Sommario
L’Agenzia per la sicurezza informatica statunitense CISA ha inserito tre nuove vulnerabilità nella sua Known Exploited Vulnerabilities Catalog (KEV), sulla base di prove concrete di sfruttamento attivo da parte di attori malevoli. Si tratta di falle gravi che interessano software ampiamente utilizzati in ambienti governativi e aziendali, tra cui Erlang/OTP SSH, Roundcube Webmail e una recente falla RCE critica (CVE-2025-49113).
CVE-2025-32433: SSH server di Erlang vulnerabile a RCE senza autenticazione
La falla CVE-2025-32433 (punteggio CVSS: 10.0) riguarda il server SSH incluso in Erlang/OTP, che presenta un’assenza di controllo di autenticazione per funzioni critiche. Un attaccante remoto non autenticato può sfruttare la vulnerabilità per eseguire codice arbitrario, compromettendo completamente l’ambiente ospite.
CVE-2025-32433 Erlang Erlang/OTP SSH Server Missing Authentication for Critical Function Vulnerability
Il bug è stato corretto nelle versioni OTP-27.3.3, OTP-26.2.5.11 e OTP-25.3.2.20, ma secondo Censys, risultano ancora 340 server esposti online, anche se non è chiaro quanti siano effettivamente vulnerabili. Proof-of-concept pubblici sono già disponibili, amplificando il rischio di sfruttamento su larga scala.
CVE-2024-42009: XSS critico in Roundcube Webmail attivo da mesi
La seconda vulnerabilità, CVE-2024-42009, colpisce Roundcube Webmail, un client web open source molto diffuso in contesti di hosting condiviso e infrastrutture email interne. Il bug è un XSS persistente legato a un problema di deserializzazione e sanitizzazione insufficiente nel file show.php. L’exploit permette di rubare email tramite messaggi HTML appositamente manipolati.
CVE-2024-42009 RoundCube Webmail Cross-Site Scripting Vulnerability
Anche se la patch è stata distribuita ad agosto 2024, numerose installazioni risultano ancora esposte. I gruppi di minaccia legati alla Russia, come APT28, hanno già sfruttato falle simili per campagne contro enti governativi e aziende della difesa.
CVE-2025-49113: oltre 84.000 Roundcube vulnerabili a una RCE autenticata
Una nuova falla critica, CVE-2025-49113, colpisce tutte le versioni di Roundcube dalla 1.1.0 alla 1.6.10. Si tratta di una Remote Code Execution (RCE) causata da input PHP non sanificati nel parametro $_GET['_from'], che porta alla deserializzazione di oggetti PHP e alla corruzione della sessione. Anche se richiede autenticazione, gli attaccanti possono ottenere le credenziali tramite CSRF, scraping dei log o brute force.

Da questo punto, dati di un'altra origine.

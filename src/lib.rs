//! Core library surface for the business directory TUI application.
//!
//! The record store is the heart of the crate; the UI, map links, and
//! configuration are thin layers around it so the `bin` target and tests can
//! reuse the same pieces.
pub mod config;
pub mod logging;
pub mod map;
pub mod models;
pub mod store;
pub mod ui;

/// Persistence and query surface.
pub use store::{search, sort, LoadWarning, RecordStore, StoreError};

/// Domain types that other layers manipulate.
pub use models::{BusinessRecord, Draft, Field, SortKey, SortOrder};

/// The interactive application entry point and state container.
pub use ui::{run_app, App};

Un exploit funzionante è già stato messo in vendita in forum underground.
Secondo The Shadowserver Foundation, sono oltre 84.000 le istanze vulnerabili online, con concentrazione negli Stati Uniti (19.500), India (15.500), Germania (13.600), Francia (3.600), Canada (3.500) e Regno Unito (2.400). La diffusione massiva di queste installazioni, spesso gestite in ambienti con configurazioni deboli, le rende bersagli ideali per botnet e campagne di phishing persistente.

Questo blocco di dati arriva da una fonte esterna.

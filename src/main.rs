//! Binary entry point that glues the CSV-backed record store to the TUI: parse
//! the command line, start logging, load the directory, and drive the Ratatui
//! event loop until the user exits.
use anyhow::Context;
use clap::Parser;
use tracing::{error, info};

use business_directory::config::{CliArgs, Config};
use business_directory::{logging, run_app, App, RecordStore};

/// A load failure is reported before the terminal is touched, so the error
/// chain lands on stderr instead of a half-drawn screen.
fn main() -> anyhow::Result<()> {
    let config = Config::from_args(CliArgs::parse())?;
    logging::init(&config.log_file, &config.log_filter)?;
    info!(file = %config.data_file.display(), "starting business directory");

    let store = RecordStore::open(&config.data_file)
        .inspect_err(|err| error!("{err}"))
        .context("the business directory cannot start without its data file")?;

    let mut app = App::new(store);
    run_app(&mut app)
}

Aggiornamenti obbligatori entro il 30 giugno per enti federali
CISA ha fissato al 30 giugno 2025 il termine entro cui le agenzie federali devono applicare le patch di sicurezza per tutte e tre le vulnerabilità. L’inclusione nel catalogo KEV implica che anche aziende e infrastrutture private sono fortemente incoraggiate a intervenire immediatamente, vista la dimostrata pericolosità e il rischio reale di compromissione. In alternativa alla patch, viene suggerito di disabilitare l’accesso web a Roundcube, implementare protezioni CSRF, e bloccare funzioni PHP rischiose in attesa dell’aggiornamento.